Denote $\Omega:=P^1\mathbb{F}_q=\mathbb{F}_q\cup \infty$, so that $|\Omega|=q+1$ and the group $G=PSL(2,q)$ acts on $\Omega$ by projective transformations. Assume that $S\subset G=PSL(2,q)$, $|S|=q+1$ is chosen so that $$\sum_{s\in S} \mathbb{1}_{s(i)=j}=1,\quad\forall i,j\in \Omega.$$ Then the same holds for the set $g_0S$ for any $g_0\in G$, thus we may suppose that $id\in S$, therefore other elements of $S$ do not have fixed points. Denote by $G^\star$ the set of fixed-point-free elements from 𝐺 together with 1, we have $S\subset G^\star$. Consider the function $M(i,j)$ on $\Omega\times \Omega$ defined as $$ M(i,j)=\begin{cases}1,\, \text{if}\,\, i=\infty,\, j\ne \infty\\ 1,\, \text{if}\,\, i,j\in \mathbb{F}_q,\chi(i-j)=1\\ 0,\, \text{otherwise}.\end{cases} $$ Here $\chi$ is a quadratic character of $\mathbb{F}_q$ (Legendre symbol if $q$ is prime). We get $$ \sum_{i,j\in \Omega,s\in S} M(i,j)\mathbb{1}_{s(i)=j}=\sum_{i,j\in \Omega} M(i,j)=q+q(q-1)/2 $$ is odd. Thus to get a contradiction it suffices to prove that $$ \sum_{i,j\in \Omega} M(i,j)\mathbb{1}_{s(i)=j} $$ is even for any fixed element $s\in G^\star$. For $s=id$ all summands are just zeroes. If $s$ does not have fixed point, than $$ \sum_{i,j\in \Omega} M(i,j)\mathbb{1}_{s(i)=j}=1+\sum_{i\in \mathbb{F}_q} M(i,s(i))=1+\left|i\in \mathbb{F}_q:\chi(s(i)-i)=1\right|. $$ Note that for fixed $\alpha\in \mathbb{F}_q$, the equation $$s(x)-x=\alpha\quad \quad (1)$$ is quadratic with respect to $x$, thus it has even number of roots unless it has a double root.
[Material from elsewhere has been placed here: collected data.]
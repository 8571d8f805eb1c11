//! Grammar model definitions

use crate::delimiters::Delimiters;
use crate::encoder::encode_tag;
use serde::{Deserialize, Serialize};
use std::collections::HashMap;

/// Separator inserted between a duplicated structural tag and its index
pub const INDEXED_NODE_SEPARATOR: char = '_';

fn default_truncatable() -> bool {
    true
}

fn default_max_occurs() -> u32 {
    1
}

/// Value type of a data element
#[derive(Debug, Clone, Copy, Default, PartialEq, Eq, Serialize, Deserialize)]
#[serde(rename_all = "lowercase")]
pub enum DataType {
    /// Numeric (`n`)
    Numeric,
    /// Character data (`an`, `a`)
    #[default]
    Alphanumeric,
}

impl DataType {
    /// Map a representation type token (`n`, `an`, `a`) to a data type
    pub fn from_repr(token: &str) -> Self {
        if token.trim().eq_ignore_ascii_case("n") {
            Self::Numeric
        } else {
            Self::Alphanumeric
        }
    }
}

/// A data element (the smallest typed, length-bounded value)
#[derive(Debug, Clone, PartialEq, Eq, Serialize, Deserialize)]
pub struct Component {
    /// Four digit data element code (empty for envelope components)
    #[serde(default)]
    pub id: String,
    #[serde(default)]
    pub name: String,
    pub xmltag: String,
    #[serde(default)]
    pub documentation: String,
    #[serde(default)]
    pub data_type: DataType,
    #[serde(default)]
    pub min_length: usize,
    #[serde(default)]
    pub max_length: usize,
    #[serde(default)]
    pub required: bool,
    #[serde(default = "default_truncatable")]
    pub truncatable: bool,
}

impl Component {
    /// Create a component whose structural tag is derived from its name
    pub fn new(id: impl Into<String>, name: impl Into<String>) -> Self {
        let name = name.into();
        Self {
            id: id.into(),
            xmltag: encode_tag(&name),
            name,
            documentation: String::new(),
            data_type: DataType::default(),
            min_length: 0,
            max_length: 0,
            required: false,
            truncatable: true,
        }
    }

    /// Copy of this definition with the usage flag of a specific composite
    pub fn with_required(&self, required: bool) -> Self {
        Self {
            required,
            ..self.clone()
        }
    }
}

/// A composite element, or a single data element used directly as a field
#[derive(Debug, Clone, PartialEq, Eq, Serialize, Deserialize)]
pub struct Field {
    /// Composite code (`C001`) or data element code (`3164`)
    #[serde(default)]
    pub id: String,
    #[serde(default)]
    pub name: String,
    pub xmltag: String,
    #[serde(default, skip_serializing_if = "Option::is_none")]
    pub namespace: Option<String>,
    #[serde(default)]
    pub documentation: String,
    #[serde(default, skip_serializing_if = "Vec::is_empty")]
    pub components: Vec<Component>,
    /// Only set when the field is a single data element
    #[serde(default, skip_serializing_if = "Option::is_none")]
    pub data_type: Option<DataType>,
    #[serde(default)]
    pub min_length: usize,
    #[serde(default)]
    pub max_length: usize,
    #[serde(default)]
    pub required: bool,
    #[serde(default = "default_truncatable")]
    pub truncatable: bool,
}

impl Field {
    /// Create an empty composite whose structural tag is derived from its name
    pub fn new(id: impl Into<String>, name: impl Into<String>) -> Self {
        let name = name.into();
        Self {
            id: id.into(),
            xmltag: encode_tag(&name),
            name,
            namespace: None,
            documentation: String::new(),
            components: Vec::new(),
            data_type: None,
            min_length: 0,
            max_length: 0,
            required: false,
            truncatable: true,
        }
    }

    /// Field referencing a data element directly rather than through a composite
    pub fn from_component(component: &Component, required: bool) -> Self {
        Self {
            id: component.id.clone(),
            name: component.name.clone(),
            xmltag: component.xmltag.clone(),
            namespace: None,
            documentation: component.documentation.clone(),
            components: Vec::new(),
            data_type: Some(component.data_type),
            min_length: component.min_length,
            max_length: component.max_length,
            required,
            truncatable: true,
        }
    }

    /// Copy of this definition with the usage flag of a specific segment
    pub fn with_required(&self, required: bool) -> Self {
        Self {
            required,
            ..self.clone()
        }
    }

    /// Whether the field is made of components
    pub fn is_composite(&self) -> bool {
        !self.components.is_empty()
    }
}

/// A segment, either as a dictionary definition or as a usage inside a message
#[derive(Debug, Clone, PartialEq, Eq, Serialize, Deserialize)]
pub struct Segment {
    pub segcode: String,
    #[serde(default)]
    pub name: String,
    pub xmltag: String,
    #[serde(default, skip_serializing_if = "Option::is_none")]
    pub namespace: Option<String>,
    #[serde(default)]
    pub documentation: String,
    /// `<agency>:<segcode>` for message usages
    #[serde(default, skip_serializing_if = "Option::is_none")]
    pub node_type_ref: Option<String>,
    #[serde(default)]
    pub fields: Vec<Field>,
    #[serde(default)]
    pub min_occurs: u32,
    #[serde(default = "default_max_occurs")]
    pub max_occurs: u32,
    #[serde(default = "default_truncatable")]
    pub truncatable: bool,
}

impl Segment {
    pub fn new(segcode: impl Into<String>, name: impl Into<String>) -> Self {
        let name = name.into();
        Self {
            segcode: segcode.into(),
            xmltag: encode_tag(&name),
            name,
            namespace: None,
            documentation: String::new(),
            node_type_ref: None,
            fields: Vec::new(),
            min_occurs: 0,
            max_occurs: 1,
            truncatable: true,
        }
    }

    /// Append a field, builder style
    pub fn with_field(mut self, field: Field) -> Self {
        self.fields.push(field);
        self
    }
}

/// A child of a segment group
#[derive(Debug, Clone, PartialEq, Eq, Serialize, Deserialize)]
#[serde(tag = "kind", rename_all = "snake_case")]
pub enum SegmentNode {
    Segment(Segment),
    Group(SegmentGroup),
}

impl SegmentNode {
    /// Structural tag of the wrapped segment or group
    pub fn xmltag(&self) -> &str {
        match self {
            SegmentNode::Segment(segment) => &segment.xmltag,
            SegmentNode::Group(group) => &group.xmltag,
        }
    }

    fn set_xmltag(&mut self, xmltag: String) {
        match self {
            SegmentNode::Segment(segment) => segment.xmltag = xmltag,
            SegmentNode::Group(group) => group.xmltag = xmltag,
        }
    }

    pub fn as_segment(&self) -> Option<&Segment> {
        match self {
            SegmentNode::Segment(segment) => Some(segment),
            SegmentNode::Group(_) => None,
        }
    }

    pub fn as_group(&self) -> Option<&SegmentGroup> {
        match self {
            SegmentNode::Group(group) => Some(group),
            SegmentNode::Segment(_) => None,
        }
    }
}

impl From<Segment> for SegmentNode {
    fn from(segment: Segment) -> Self {
        SegmentNode::Segment(segment)
    }
}

impl From<SegmentGroup> for SegmentNode {
    fn from(group: SegmentGroup) -> Self {
        SegmentNode::Group(group)
    }
}

/// A repeatable grouping of segments and nested groups
#[derive(Debug, Clone, PartialEq, Eq, Serialize, Deserialize)]
pub struct SegmentGroup {
    #[serde(default)]
    pub name: String,
    pub xmltag: String,
    #[serde(default)]
    pub documentation: String,
    #[serde(default)]
    pub min_occurs: u32,
    #[serde(default = "default_max_occurs")]
    pub max_occurs: u32,
    #[serde(default)]
    pub children: Vec<SegmentNode>,
}

impl SegmentGroup {
    pub fn new(name: impl Into<String>) -> Self {
        let name = name.into();
        Self {
            xmltag: encode_tag(&name),
            name,
            documentation: String::new(),
            min_occurs: 0,
            max_occurs: 1,
            children: Vec::new(),
        }
    }

    pub fn push(&mut self, node: impl Into<SegmentNode>) {
        self.children.push(node.into());
    }

    /// Direct segment children, skipping nested groups
    pub fn segments(&self) -> impl Iterator<Item = &Segment> {
        self.children.iter().filter_map(SegmentNode::as_segment)
    }

    /// Direct group children
    pub fn groups(&self) -> impl Iterator<Item = &SegmentGroup> {
        self.children.iter().filter_map(SegmentNode::as_group)
    }

    /// Every segment in the subtree, depth first in document order
    pub fn all_segments(&self) -> Vec<&Segment> {
        let mut segments = Vec::new();
        self.collect_segments(&mut segments);
        segments
    }

    fn collect_segments<'a>(&'a self, out: &mut Vec<&'a Segment>) {
        for child in &self.children {
            match child {
                SegmentNode::Segment(segment) => out.push(segment),
                SegmentNode::Group(group) => group.collect_segments(out),
            }
        }
    }

    /// Every group in the subtree (excluding `self`), depth first
    pub fn all_groups(&self) -> Vec<&SegmentGroup> {
        let mut groups = Vec::new();
        for group in self.groups() {
            groups.push(group);
            groups.extend(group.all_groups());
        }
        groups
    }

    /// Number the structural tags of siblings that share a tag (`DTM_1`, `DTM_2`),
    /// recursing into segment fields, field components and nested groups.
    pub fn disambiguate_tags(&mut self) {
        let mut tags: Vec<String> = self.children.iter().map(|n| n.xmltag().to_string()).collect();
        number_duplicates(&mut tags);
        for (child, tag) in self.children.iter_mut().zip(tags) {
            child.set_xmltag(tag);
        }

        for child in &mut self.children {
            match child {
                SegmentNode::Segment(segment) => disambiguate_fields(&mut segment.fields),
                SegmentNode::Group(group) => group.disambiguate_tags(),
            }
        }
    }
}

fn disambiguate_fields(fields: &mut [Field]) {
    let mut tags: Vec<String> = fields.iter().map(|f| f.xmltag.clone()).collect();
    number_duplicates(&mut tags);
    for (field, tag) in fields.iter_mut().zip(tags) {
        field.xmltag = tag;

        let mut component_tags: Vec<String> =
            field.components.iter().map(|c| c.xmltag.clone()).collect();
        number_duplicates(&mut component_tags);
        for (component, tag) in field.components.iter_mut().zip(component_tags) {
            component.xmltag = tag;
        }
    }
}

fn number_duplicates(tags: &mut [String]) {
    let mut counts: HashMap<String, usize> = HashMap::new();
    for tag in tags.iter() {
        *counts.entry(tag.clone()).or_default() += 1;
    }

    let mut seen: HashMap<String, usize> = HashMap::new();
    for tag in tags.iter_mut() {
        if counts.get(tag.as_str()).copied().unwrap_or(0) > 1 {
            let index = seen.entry(tag.clone()).or_default();
            *index += 1;
            *tag = format!("{}{}{}", tag, INDEXED_NODE_SEPARATOR, index);
        }
    }
}

/// Identification of a grammar
#[derive(Debug, Clone, Default, PartialEq, Eq, Serialize, Deserialize)]
pub struct Description {
    pub name: String,
    pub version: String,
    #[serde(default, skip_serializing_if = "Option::is_none")]
    pub namespace: Option<String>,
}

impl Description {
    pub fn new(name: impl Into<String>, version: impl Into<String>) -> Self {
        Self {
            name: name.into(),
            version: version.into(),
            namespace: None,
        }
    }

    pub fn with_namespace(mut self, namespace: impl Into<String>) -> Self {
        self.namespace = Some(namespace.into());
        self
    }
}

/// Reference to a companion grammar supplying segment definitions
#[derive(Debug, Clone, PartialEq, Eq, Serialize, Deserialize)]
pub struct Import {
    pub namespace: String,
    pub resource: String,
}

/// A complete grammar: one per message, or the shared definitions
#[derive(Debug, Clone, PartialEq, Eq, Serialize, Deserialize)]
pub struct Edimap {
    pub description: Description,
    #[serde(default)]
    pub delimiters: Delimiters,
    #[serde(default, skip_serializing_if = "Vec::is_empty")]
    pub imports: Vec<Import>,
    pub segments: SegmentGroup,
}

impl Edimap {
    pub fn new(description: Description, segments: SegmentGroup) -> Self {
        Self {
            description,
            delimiters: Delimiters::default(),
            imports: Vec::new(),
            segments,
        }
    }

    pub fn name(&self) -> &str {
        &self.description.name
    }

    /// Find a top level segment by code
    pub fn segment(&self, segcode: &str) -> Option<&Segment> {
        self.segments.segments().find(|s| s.segcode == segcode)
    }
}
We prove that there exists unique quadratic residue $\alpha$ for which (1) has a double root, the result would follow.

It may be proved by straightforward calculations, but let me give an argument if not conceptual, but at least almost calculations-free.

First of all, we use the following characterization of $PSL(2,q)$ (probably well known, but I did not see it before.)
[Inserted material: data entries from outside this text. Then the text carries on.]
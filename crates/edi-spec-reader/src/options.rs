//! Reader configuration

use crate::{Error, Result};
use serde::{Deserialize, Serialize};

/// Configuration for reading a directory release
#[derive(Debug, Clone, PartialEq, Eq, Serialize, Deserialize)]
#[serde(default)]
pub struct ReaderOptions {
    /// Reference segment definitions through an import of the definitions
    /// grammar instead of inlining their fields into every message
    pub use_import: bool,
    /// Use segment codes (`BGM`) as segment tags instead of encoded names
    /// (`Beginning_of_message`)
    pub use_short_name: bool,
}

impl Default for ReaderOptions {
    fn default() -> Self {
        Self {
            use_import: false,
            use_short_name: true,
        }
    }
}

impl ReaderOptions {
    pub fn with_import(mut self, use_import: bool) -> Self {
        self.use_import = use_import;
        self
    }

    pub fn with_short_name(mut self, use_short_name: bool) -> Self {
        self.use_short_name = use_short_name;
        self
    }

    /// Load options from YAML text. Missing keys keep their defaults.
    pub fn from_yaml(yaml: &str) -> Result<Self> {
        serde_yaml::from_str(yaml).map_err(|e| Error::Config(format!("YAML parse error: {}", e)))
    }

    /// Load options from JSON text. Missing keys keep their defaults.
    pub fn from_json(json: &str) -> Result<Self> {
        serde_json::from_str(json).map_err(|e| Error::Config(format!("JSON parse error: {}", e)))
    }
}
Lemma. A projective transformation $s(x)=\frac{ax+b}{cx+d}, c\ne 0$, belongs to $PSL(2,q)$ if and only if the equation $s'(x)=1$ has two roots in $\mathbb{F}_q$.

Proof. Note that both properties are preserved when we replace $s(x)$ to $s(x)+C$ and $s(x+C)$ for constant $C\in \mathbb{F}_q$. So we may suppose that $a=0$ (subtract constant $a/c$ from $s(x)$) and also that $d=0$ (replace $s(x)$ by $s(x-d/c)$). So $s(x)=M/x$ for some constant $M$, and both conditions say that $-M$ is a non-zero square.
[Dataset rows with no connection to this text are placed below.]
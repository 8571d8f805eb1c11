//! Directory release archives
//!
//! A release such as `d08a.zip` bundles one archive per directory, e.g.
//! `EDED.ZIP` holding `EDED.08A`, and `EDMD.ZIP` holding one document per
//! message (`INVOIC_D.08A`). Trial releases use a `TR` prefix in place of
//! `ED`. Entries may also be stored as plain text, one level up.
//!
//! Inside a release zip, message documents are only taken from the message
//! directory; other top-level files (tables of contents, code lists) are
//! skipped. Entries handed to [`SpecificationArchive::from_entries`] are
//! loose documents, and anything not naming a definition directory there is
//! read as a message.

use crate::shapes::MESSAGE_FILE_NAME;
use crate::{Error, Result};
use std::collections::{BTreeMap, BTreeSet};
use std::io::{Cursor, Read};
use tracing::{debug, trace, warn};
use zip::ZipArchive;

/// Kinds of directory shipped in a release
#[derive(Debug, Clone, Copy, PartialEq, Eq)]
pub enum Directory {
    DataElements,
    Composites,
    Segments,
    Messages,
}

impl Directory {
    const ALL: [Directory; 4] = [
        Directory::DataElements,
        Directory::Composites,
        Directory::Segments,
        Directory::Messages,
    ];

    /// File name prefix of the directory, after normalization
    pub fn prefix(self) -> &'static str {
        match self {
            Directory::DataElements => "eded.",
            Directory::Composites => "edcd.",
            Directory::Segments => "edsd.",
            Directory::Messages => "edmd.",
        }
    }

    fn classify(file_name: &str) -> Option<Self> {
        let normalized = normalized_file_name(file_name);
        Self::ALL
            .into_iter()
            .find(|directory| normalized.starts_with(directory.prefix()))
    }
}

fn base_name(path: &str) -> &str {
    path.rsplit(['/', '\\']).next().unwrap_or(path)
}

/// Lower-cased base name, with a trial `tr` prefix read as `ed`
fn normalized_file_name(path: &str) -> String {
    let name = base_name(path).to_lowercase();
    match name.strip_prefix("tr") {
        Some(rest) => format!("ed{}", rest),
        None => name,
    }
}

fn is_zip(bytes: &[u8]) -> bool {
    bytes.starts_with(b"PK\x03\x04")
}

/// File entries of a zip archive, in archive order
fn read_zip(bytes: &[u8]) -> Result<Vec<(String, Vec<u8>)>> {
    let mut archive = ZipArchive::new(Cursor::new(bytes))
        .map_err(|e| Error::Archive(format!("unreadable zip archive: {}", e)))?;

    let mut entries = Vec::with_capacity(archive.len());
    for index in 0..archive.len() {
        let mut file = archive
            .by_index(index)
            .map_err(|e| Error::Archive(format!("unreadable zip entry {}: {}", index, e)))?;
        if file.is_dir() {
            continue;
        }
        let mut content = Vec::new();
        file.read_to_end(&mut content)?;
        entries.push((file.name().to_string(), content));
    }
    Ok(entries)
}

/// The documents of one directory release, split by kind
#[derive(Debug, Clone, Default)]
pub struct SpecificationArchive {
    data_elements: Option<Vec<u8>>,
    composites: Option<Vec<u8>>,
    segments: Option<Vec<u8>>,
    messages: BTreeMap<String, Vec<u8>>,
    versions: BTreeSet<String>,
}

impl SpecificationArchive {
    /// Split a release archive
    pub fn from_zip(bytes: &[u8]) -> Result<Self> {
        let mut archive = Self::default();
        for (name, content) in read_zip(bytes)? {
            archive.add_entry(&name, content, false)?;
        }
        archive.log_summary();
        Ok(archive)
    }

    /// Split a release archive read from `reader`
    pub fn from_reader<R: Read>(mut reader: R) -> Result<Self> {
        let mut bytes = Vec::new();
        reader.read_to_end(&mut bytes)?;
        Self::from_zip(&bytes)
    }

    /// Build from named entries, each either a nested directory archive or a
    /// plain document
    pub fn from_entries<I, N, B>(entries: I) -> Result<Self>
    where
        I: IntoIterator<Item = (N, B)>,
        N: AsRef<str>,
        B: Into<Vec<u8>>,
    {
        let mut archive = Self::default();
        for (name, content) in entries {
            archive.add_entry(name.as_ref(), content.into(), true)?;
        }
        archive.log_summary();
        Ok(archive)
    }

    /// Sort one entry into its directory. With `loose_messages` unset, only
    /// the message directory contributes messages.
    fn add_entry(&mut self, name: &str, content: Vec<u8>, loose_messages: bool) -> Result<()> {
        match Directory::classify(name) {
            Some(directory) if is_zip(&content) => {
                trace!("Reading {:?} archive {}", directory, name);
                for (inner_name, inner_content) in read_zip(&content)? {
                    match directory {
                        Directory::Messages => self.add_message(&inner_name, inner_content),
                        definition => {
                            if Directory::classify(&inner_name) == Some(definition) {
                                self.set_definition(definition, &inner_name, inner_content);
                            }
                        }
                    }
                }
            }
            Some(Directory::Messages) => self.add_message(name, content),
            None if loose_messages => self.add_message(name, content),
            None => trace!("Skipping release entry {}", name),
            Some(definition) => self.set_definition(definition, name, content),
        }
        Ok(())
    }

    fn set_definition(&mut self, directory: Directory, name: &str, content: Vec<u8>) {
        let slot = match directory {
            Directory::DataElements => &mut self.data_elements,
            Directory::Composites => &mut self.composites,
            Directory::Segments => &mut self.segments,
            Directory::Messages => return,
        };
        if slot.is_some() {
            warn!("Ignoring second {:?} document {}", directory, name);
            return;
        }
        debug!("Found {:?} document {}", directory, name);
        *slot = Some(content);
    }

    fn add_message(&mut self, name: &str, content: Vec<u8>) {
        let file_name = base_name(name).to_uppercase();
        let key = match file_name.split_once('_') {
            Some((key, _)) if !key.is_empty() => key.to_string(),
            _ => {
                trace!("Skipping archive entry {}", name);
                return;
            }
        };

        if let Some(version) = MESSAGE_FILE_NAME.parse(&file_name) {
            self.versions.insert(version);
        }
        if self.messages.contains_key(&key) {
            warn!("Ignoring second document for message {} ({})", key, name);
            return;
        }
        self.messages.insert(key, content);
    }

    fn log_summary(&self) {
        debug!(
            "Archive holds {} message documents, versions {:?}",
            self.messages.len(),
            self.versions
        );
    }

    fn definition(&self, directory: Directory) -> Result<&[u8]> {
        let document = match directory {
            Directory::DataElements => &self.data_elements,
            Directory::Composites => &self.composites,
            Directory::Segments => &self.segments,
            Directory::Messages => &None,
        };
        document.as_deref().ok_or_else(|| {
            Error::Archive(format!(
                "no {:?} document ({}*) in archive",
                directory,
                directory.prefix()
            ))
        })
    }

    /// Raw data element directory (EDED)
    pub fn data_elements(&self) -> Result<&[u8]> {
        self.definition(Directory::DataElements)
    }

    /// Raw composite element directory (EDCD)
    pub fn composites(&self) -> Result<&[u8]> {
        self.definition(Directory::Composites)
    }

    /// Raw segment directory (EDSD)
    pub fn segments(&self) -> Result<&[u8]> {
        self.definition(Directory::Segments)
    }

    /// Message names in ascending order
    pub fn message_names(&self) -> impl Iterator<Item = &str> {
        self.messages.keys().map(String::as_str)
    }

    /// Raw document of a message
    pub fn message(&self, name: &str) -> Option<&[u8]> {
        self.messages.get(name).map(Vec::as_slice)
    }

    /// Directory versions named by the message files (`d08a`)
    pub fn versions(&self) -> &BTreeSet<String> {
        &self.versions
    }

    /// The single directory version of the release.
    ///
    /// `None` when the archive holds no messages; an error when the message
    /// files name no version or more than one.
    pub fn directory_version(&self) -> Result<Option<&str>> {
        if self.messages.is_empty() {
            return Ok(None);
        }
        if self.versions.len() != 1 {
            return Err(Error::Archive(format!(
                "expected exactly one directory version, found {:?} for messages {:?}",
                self.versions,
                self.messages.keys().collect::<Vec<_>>()
            )));
        }
        Ok(self.versions.iter().next().map(String::as_str))
    }

    pub(crate) fn into_messages(self) -> BTreeMap<String, Vec<u8>> {
        self.messages
    }
}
Next observation concerns the discriminants of the quadratic equation and critical values of corresponding functions. For the equation $f(x)=-x^2+2ax-b=0$, we all know that its discriminant $a^2-b$ equals $f(x_0)$, where $x_0=a$ is the critical value. But we deal with a slightly different equation $h(x):=s(x)-x=0$. After shifting the variable we get a function of the form $h_0(x)=-A/x+B-x$. Its discriminant is $D=B^2-4A$, and the critical values are $x_1=\sqrt{A},x_2=-\sqrt{A}$, so in our situation $A$ is a square by Lemma. Also we get $$D=h_0(x_1)h_0(x_2).$$

Since $h(x)=s(x)-x$ does not have roots, $D$ is not a square. Thus exactly one of two values of $h$ at critical points is a square. This value is the unique appropriate $\alpha$, as desired.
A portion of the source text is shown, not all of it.